To your right, on the same wall whose door you’ve just opened, are a series of six doors, each marked with a symbol.
The butterflies are pinned living to the wall, and contain the souls of people killed by Red Jack in his travels through these doors. Light from some of the butterflies dimly illuminates the hall.
If they’re chasing somebody who is trying to lead them into an ambush, that door (the crossroads door) will have a cherry pit just off to the side in front of it.
There are seven doors, including the one they came in on. The seventh leads to Red Jack’s Gambling House. The other six lead to various places and times.

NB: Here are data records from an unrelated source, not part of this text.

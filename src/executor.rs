//! Transactional orchestrator.
//!
//! Runs one bulk call as a single unit of work:
//!
//! ```text
//! Opened → Staged → Imported → Reconciled → CleanedUp → Closed
//! ```
//!
//! Any state may jump to `CleanedUp` on error. Configuration problems are
//! detected before a session is opened; schema problems before the staging
//! relation is created. The unit of work is either a transaction owned by
//! the call or a savepoint inside the caller's transaction (see
//! [`BulkConnection`]).

use std::sync::Arc;
use std::time::{Duration, Instant};

use crate::cache::{CommandCache, SchemaCache};
use crate::compiler::{self, CommandSet};
use crate::config::BulkConfig;
use crate::correlation::{self, Reconciled};
use crate::error::BulkError;
use crate::field::{Field, FieldMapping, QualifiedName, TableSchema};
use crate::qualifier;
use crate::request::{
    BulkOptions, BulkOutcome, BulkRequest, IdentityBehavior, IdentityColumn, MergeStrategy,
    OperationKind,
};
use crate::session::{BulkConnection, BulkSession};
use crate::source::{KeySource, RowSource};
use crate::staging::{self, StagingRelation};
use crate::value::Value;
use crate::writer::{self, StreamSettings};

// ── Context ────────────────────────────────────────────────────────────────

/// Configuration and caches shared by bulk calls. Clones share the caches.
#[derive(Debug, Clone, Default)]
pub struct BulkContext {
    config: Arc<BulkConfig>,
    commands: CommandCache,
    schemas: SchemaCache,
}

impl BulkContext {
    pub fn new(config: BulkConfig) -> Result<Self, BulkError> {
        config.validate()?;
        Ok(BulkContext {
            config: Arc::new(config),
            commands: CommandCache::new(),
            schemas: SchemaCache::new(),
        })
    }

    /// Context configured from `PG_BULK_CONFIG`, or the defaults.
    pub fn from_env() -> Result<Self, BulkError> {
        Self::new(BulkConfig::load()?)
    }

    pub fn config(&self) -> &BulkConfig {
        &self.config
    }

    pub fn commands(&self) -> &CommandCache {
        &self.commands
    }

    pub fn schemas(&self) -> &SchemaCache {
        &self.schemas
    }

    /// Forget everything cached about `table`, e.g. after `ALTER TABLE`.
    pub fn invalidate(&self, table: &str) -> Result<(), BulkError> {
        let name = QualifiedName::parse(table)?;
        let schema = self.schemas.invalidate(&name);
        let commands = self.commands.invalidate(&name);
        tracing::debug!(table = %name, schema, commands, "cache invalidated");
        Ok(())
    }

    /// Flush both caches.
    pub fn clear(&self) {
        self.schemas.clear();
        self.commands.clear();
    }
}

// ── Input ──────────────────────────────────────────────────────────────────

/// The rows of one call.
pub enum BulkInput<'a> {
    /// Full rows; fields are matched to destination columns by name.
    Rows(&'a mut dyn RowSource),
    /// Key values for [`OperationKind::DeleteByKey`].
    Keys(&'a [Value]),
}

// ── Call state ─────────────────────────────────────────────────────────────

#[derive(Debug, Clone, Copy, PartialEq, Eq, PartialOrd, Ord)]
pub enum CallState {
    Opened,
    Staged,
    Imported,
    Reconciled,
    CleanedUp,
    Closed,
}

/// Where a call is, and whether its staging relation still needs a drop.
#[derive(Debug)]
struct Progress {
    state: CallState,
    /// Teardown DDL of a staging relation that was created and not yet
    /// dropped.
    pending_teardown: Option<String>,
}

impl Progress {
    fn new() -> Self {
        Progress {
            state: CallState::Opened,
            pending_teardown: None,
        }
    }

    fn advance(&mut self, next: CallState) {
        tracing::trace!(from = ?self.state, to = ?next, "call state");
        self.state = next;
    }

    fn staged(&mut self, teardown: &str) {
        self.pending_teardown = Some(teardown.to_string());
        self.advance(CallState::Staged);
    }

    fn dropped(&mut self) {
        self.pending_teardown = None;
    }
}

// ── Entry point ────────────────────────────────────────────────────────────

/// Run one bulk operation against `table`.
///
/// The outcome is all-or-nothing: on error the unit of work is rolled back
/// and no partial count is reported.
pub fn run<C: BulkConnection>(
    conn: &mut C,
    ctx: &BulkContext,
    kind: OperationKind,
    table: &str,
    input: BulkInput<'_>,
    options: &BulkOptions,
) -> Result<BulkOutcome, BulkError> {
    let destination = preflight(kind, table, &input, options)?;

    let span = tracing::info_span!("bulk", table = %destination, operation = %kind);
    let _enter = span.enter();
    let started = Instant::now();

    let mut progress = Progress::new();
    let mut session = conn.begin()?;
    let result = run_in_session(
        &mut session,
        ctx,
        kind,
        &destination,
        input,
        options,
        &mut progress,
    );

    let result = match result {
        Ok(outcome) => session.commit().map(|()| outcome),
        Err(e) => {
            if let Err(rollback) = session.rollback() {
                tracing::warn!(error = %rollback, "rollback failed");
            }
            Err(e)
        }
    };

    if let Some(sql) = progress.pending_teardown.take() {
        if let Err(e) = conn.cleanup(&sql) {
            tracing::warn!(error = %e, "staging cleanup failed");
        }
    }
    if progress.state < CallState::CleanedUp {
        progress.advance(CallState::CleanedUp);
    }
    progress.advance(CallState::Closed);

    match &result {
        Ok(outcome) => tracing::info!(
            rows = outcome.staged,
            affected = outcome.affected,
            identities = outcome.identities.len(),
            elapsed_ms = started.elapsed().as_millis() as u64,
            "bulk call complete"
        ),
        Err(e) => tracing::debug!(error = %e, kind = %e.kind(), "bulk call failed"),
    }
    result
}

/// Checks that need no server round trip.
fn preflight(
    kind: OperationKind,
    table: &str,
    input: &BulkInput<'_>,
    options: &BulkOptions,
) -> Result<QualifiedName, BulkError> {
    let destination = QualifiedName::parse(table)?;
    if let Some(hints) = &options.hints {
        return Err(BulkError::DialectUnsupported(format!(
            "table hints ({hints})"
        )));
    }
    if kind.needs_qualifiers() {
        qualifier::precheck(&destination.to_string(), options.qualifiers.as_deref())?;
    }
    if options.batch_size == Some(0) {
        return Err(BulkError::InvalidArgument(
            "batch size must be greater than zero".into(),
        ));
    }
    if options.timeout == Some(Duration::ZERO) {
        return Err(BulkError::InvalidArgument(
            "timeout must be greater than zero".into(),
        ));
    }
    match (kind, input) {
        (OperationKind::DeleteByKey, BulkInput::Rows(_)) => Err(BulkError::InvalidArgument(
            "delete by key takes a list of key values".into(),
        )),
        (OperationKind::DeleteByKey, BulkInput::Keys(_)) | (_, BulkInput::Rows(_)) => {
            Ok(destination)
        }
        (other, BulkInput::Keys(_)) => Err(BulkError::InvalidArgument(format!(
            "{other} takes rows, not key values"
        ))),
    }
}

fn run_in_session<S: BulkSession>(
    session: &mut S,
    ctx: &BulkContext,
    kind: OperationKind,
    destination: &QualifiedName,
    input: BulkInput<'_>,
    options: &BulkOptions,
    progress: &mut Progress,
) -> Result<BulkOutcome, BulkError> {
    let config = ctx.config();
    let schema = if config.cache_schemas {
        ctx.schemas
            .get_or_fetch(destination, || session.fetch_schema(destination))?
    } else {
        let schema = session
            .fetch_schema(destination)?
            .ok_or_else(|| BulkError::TableNotFound(destination.to_string()))?;
        Arc::new(schema)
    };

    let mut keys;
    let source: &mut dyn RowSource = match input {
        BulkInput::Rows(rows) => rows,
        BulkInput::Keys(values) => {
            let column = key_column(&schema, options)?;
            keys = KeySource::new(Field::new(column), values);
            &mut keys
        }
    };

    let staging_owner = if options.use_physical_staging {
        Some(session.backend_pid()?)
    } else {
        None
    };
    let req = resolve_request(
        config,
        kind,
        destination,
        &schema,
        &source.fields(),
        options,
        staging_owner,
    )?;
    let commands: Arc<CommandSet> = if config.cache_commands {
        ctx.commands.get_or_compile(&req)?
    } else {
        Arc::new(compiler::compile(&req)?)
    };

    let timeout = options.timeout.or_else(|| config.command_timeout());
    if let Some(timeout) = timeout {
        session.set_statement_timeout(timeout)?;
    }

    staging::create(session, &req.staging, &commands.staging_ddl)?;
    progress.staged(&commands.teardown);

    let settings = StreamSettings {
        batch_size: options.batch_size.or(config.batch_size),
        deadline: timeout.map(|t| Instant::now() + t),
        cancellation: options.cancellation.clone(),
    };
    let staged = writer::stream_rows(session, &commands, &req, source, &settings)?;
    progress.advance(CallState::Imported);

    staging::analyze_if_needed(
        session,
        &req.staging,
        &commands.analyze,
        staged,
        config.analyze_threshold,
    )?;

    let reconciled = if staged == 0 {
        tracing::debug!("no rows staged, reconciliation skipped");
        Reconciled::default()
    } else {
        correlation::reconcile(session, &commands, &req, staged)?
    };
    progress.advance(CallState::Reconciled);

    if staging::teardown(session, &req.staging, &commands.teardown) {
        progress.dropped();
    }
    progress.advance(CallState::CleanedUp);

    Ok(BulkOutcome {
        affected: reconciled.affected,
        staged,
        identities: reconciled.identities,
    })
}

// ── Request resolution ─────────────────────────────────────────────────────

/// The single key column of a delete-by-key call: the one explicit
/// qualifier, or the single-column primary key.
fn key_column(schema: &TableSchema, options: &BulkOptions) -> Result<String, BulkError> {
    let table = schema.table.to_string();
    match options.qualifiers.as_deref() {
        Some([name]) => schema
            .column(name)
            .map(|c| c.name.clone())
            .ok_or_else(|| BulkError::MissingColumns {
                table,
                columns: vec![name.clone()],
            }),
        Some(_) => Err(BulkError::InvalidArgument(format!(
            "delete by key on {table} takes exactly one key column"
        ))),
        None => match schema.primary_keys().as_slice() {
            [] => Err(BulkError::MissingQualifier { table }),
            [pk] => Ok(pk.name.clone()),
            _ => Err(BulkError::InvalidArgument(format!(
                "delete by key on {table} needs a single-column key, the primary key is composite"
            ))),
        },
    }
}

/// Map source fields onto destination columns and resolve everything the
/// compiler needs.
///
/// `staging_owner` is the backend pid when staging into a physical relation.
pub fn resolve_request(
    config: &BulkConfig,
    kind: OperationKind,
    destination: &QualifiedName,
    schema: &TableSchema,
    fields: &[Field],
    options: &BulkOptions,
    staging_owner: Option<i32>,
) -> Result<BulkRequest, BulkError> {
    let table = destination.to_string();
    let mut mappings = select_mappings(&table, schema, fields, options.fields.as_deref())?;

    if mappings
        .iter()
        .any(|m| m.column.eq_ignore_ascii_case(&config.order_column))
    {
        return Err(BulkError::InvalidArgument(format!(
            "column {} of {table} collides with the order column",
            config.order_column
        )));
    }

    let primary_keys: Vec<String> = schema
        .primary_keys()
        .iter()
        .map(|c| c.name.clone())
        .collect();
    let qualifiers = if kind.needs_qualifiers() {
        qualifier::resolve(
            &table,
            options.qualifiers.as_deref(),
            &primary_keys,
            &mappings,
        )?
    } else {
        Vec::new()
    };
    if matches!(kind, OperationKind::Delete | OperationKind::DeleteByKey) {
        mappings.retain(|m| qualifiers.iter().any(|q| q.eq_ignore_ascii_case(&m.column)));
    }

    let identity = schema.identity().map(|c| IdentityColumn {
        name: c.name.clone(),
        generated_always: c.generated_always,
    });
    if options.identity_behavior == IdentityBehavior::ReturnIdentity
        && kind.supports_identity()
        && identity.is_none()
    {
        return Err(BulkError::IdentityRequired { table });
    }

    let mut merge_strategy = options.merge_strategy.unwrap_or(config.merge_strategy);
    if kind == OperationKind::Merge && merge_strategy == MergeStrategy::ConflictClause {
        let keyed_on_generated_identity = identity.as_ref().is_some_and(|id| {
            options.identity_behavior != IdentityBehavior::KeepIdentity
                && qualifiers.iter().any(|q| q.eq_ignore_ascii_case(&id.name))
        });
        if keyed_on_generated_identity {
            tracing::debug!(
                table = %table,
                "qualifiers include a generated identity, merging with insert-then-update"
            );
            merge_strategy = MergeStrategy::InsertThenUpdate;
        }
    }

    Ok(BulkRequest {
        kind,
        staging: StagingRelation::for_request(config, kind, destination, staging_owner),
        destination: destination.clone(),
        order_column: config.order_column.clone(),
        mappings,
        qualifiers,
        primary_keys,
        identity,
        identity_behavior: options.identity_behavior,
        merge_strategy,
        hints: options.hints.clone(),
    })
}

/// Source fields that map onto writable destination columns, in source
/// order. Stored generated columns are never written.
fn select_mappings(
    table: &str,
    schema: &TableSchema,
    fields: &[Field],
    selected: Option<&[String]>,
) -> Result<Vec<FieldMapping>, BulkError> {
    if let Some(selected) = selected {
        let missing: Vec<String> = selected
            .iter()
            .filter(|name| {
                !fields.iter().any(|f| f.is_named(name)) || schema.column(name).is_none()
            })
            .cloned()
            .collect();
        if !missing.is_empty() {
            return Err(BulkError::MissingColumns {
                table: table.to_string(),
                columns: missing,
            });
        }
    }

    let mut mappings = Vec::with_capacity(fields.len());
    for (index, field) in fields.iter().enumerate() {
        if selected.is_some_and(|s| !s.iter().any(|name| field.is_named(name))) {
            continue;
        }
        if mappings
            .iter()
            .any(|m: &FieldMapping| m.column.eq_ignore_ascii_case(field.name()))
        {
            continue;
        }
        match schema.column(field.name()) {
            Some(column) if column.is_generated => {
                tracing::debug!(table, column = %column.name, "generated column not written");
            }
            Some(column) => mappings.push(FieldMapping::new(field, index, column)),
            None => tracing::trace!(table, field = %field, "field has no destination column"),
        }
    }

    if mappings.is_empty() {
        return Err(BulkError::NoFields {
            table: table.to_string(),
        });
    }
    Ok(mappings)
}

Each of the doors has a hand-drawn symbol.
1. Sun in a mountain pass: Hamokera slums;
2. Top hat and cane: London, 1888
3. Discordant Celtic-style crossroads: San Francisco, 1969
4. Stylized bird of paradise: Las Vegas, 1955
5. Eagle and fasces: Dead Rome at the Crossroads, Roman Year 2279
6. Two discordant playing cards with a heart and a diamond on them: Red Jack’s
7. Eliazu’s symbol (Illustrious Castle): Fork, the present time
Which door?
Only San Francisco and Vegas are important to this adventure. The other doors may be used for your purposes, replaced with other symbols. You’ll want to somehow let the player characters know that those symbols are interesting, preferably well before they enter Red Jack’s. Also, note that the symbol on Fork’s door assumes that Eliazu (from Illustrious Castle) is either free or otherwise powerful in Highland. You’ll want to use a symbol that points toward an adventuresome source of discord in your game.

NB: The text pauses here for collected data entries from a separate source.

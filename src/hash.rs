//! xxHash-based structural keys for the command text cache.
//!
//! Keys are deterministic 64-bit hashes over the SQL-relevant parts of a
//! request, so two requests with the same shape share compiled SQL
//! regardless of object identity.

use xxhash_rust::xxh64;

/// Fixed seed for deterministic hashing.
const SEED: u64 = 0x517cc1b727220a95;

/// Incremental builder for a structural key.
///
/// Parts are separated by a record separator and absent parts are encoded
/// with a NULL marker, so `("ab", "c")` and `("a", "bc")` hash apart and
/// `None` never collides with the string `"NULL"`.
#[derive(Debug, Default, Clone)]
pub struct KeyBuilder {
    buf: String,
    parts: usize,
}

impl KeyBuilder {
    pub fn new() -> Self {
        Self::default()
    }

    /// Append one part.
    pub fn part(mut self, value: &str) -> Self {
        self.separate();
        self.buf.push_str(value);
        self
    }

    /// Append an optional part.
    pub fn opt(mut self, value: Option<&str>) -> Self {
        self.separate();
        match value {
            Some(v) => self.buf.push_str(v),
            None => self.buf.push_str("\x00NULL\x00"),
        }
        self
    }

    /// Append an ordered list as a single part.
    pub fn list<S: AsRef<str>>(mut self, values: &[S]) -> Self {
        self.separate();
        self.buf.push('[');
        for (i, v) in values.iter().enumerate() {
            if i > 0 {
                self.buf.push('\x1F'); // unit separator
            }
            self.buf.push_str(v.as_ref());
        }
        self.buf.push(']');
        self
    }

    pub fn finish(&self) -> u64 {
        hash_str(&self.buf)
    }

    fn separate(&mut self) {
        if self.parts > 0 {
            self.buf.push('\x1E'); // record separator
        }
        self.parts += 1;
    }
}

/// Hash a single string.
pub fn hash_str(input: &str) -> u64 {
    xxh64::xxh64(input.as_bytes(), SEED)
}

For this adventure, I recommend that they go to San Francisco first, and then Las Vegas. if Joe Lakono (or some other enemy) is their reason for going through, give them some clue that their enemy has gone through the “crossroads” door—one probably left deliberately by their enemy to lead them into the ambush.
If they’re looking for the crossroads, they’re pretty likely to choose San Francisco first, as that door has the crossroads symbol on it. You can also just tell them if they ask: “The doors with the crossroads symbol and the bird symbol are the adventure; it doesn’t really matter, but it will probably be more fun if you go through the crossroads door first.”
Time and magic
Time beyond the doors is variable. When the characters return to Highland, there is a 50% chance that however long they spent behind the doors, divide by d20 for how long has passed in Highland; otherwise, multiply by d20 for how long has passed in Highland. Time spent within Red Jack’s gambling hall can take no time or it can take years.
If the characters have the world tree on their side, the tree will try to keep time held so that they arrive at the “right” time in Vegas and San Francisco. But once time slips forward, it never returns.
Magic is difficult in San Francisco, Vegas, and London. It costs half level of effect extra verve to cast for classical sorcerors, and an extra half spell level verve to memorize for mnemonic sorcerors. Ritual works normally, as do ritually-created magic items.
The characters are unique
If you’ve read the Highland book, you’ll notice lots of people from our world show up in different, but similar, roles in Highland. This adventure takes a lot of more recent people from our world and puts them into very similar roles and re-uses them. What about the player characters? Do different versions of them exist in other worlds? I recommend that the player characters be unique throughout the worlds they visit.
The player characters are the main characters. They’re not NPCs, not even in other worlds. Shane, the man with no name, and Roland Deschain are cool partially because they are one of a kind. If there’s a Shane policeman in one world, a Shane diplomat in another, and a Shane accountant in yet another, this dilutes the coolness of that character.
This isn’t to say that it can’t be done well. Michael Moorcock supposedly did a good job (I haven’t yet read any of those books). But it’s going to be difficult, and easy to make mistakes.
Now, this doesn’t mean you can’t bring players into the game. If some of your players happen to have been in San Francisco in 1969, it might be a great bit to meet that player.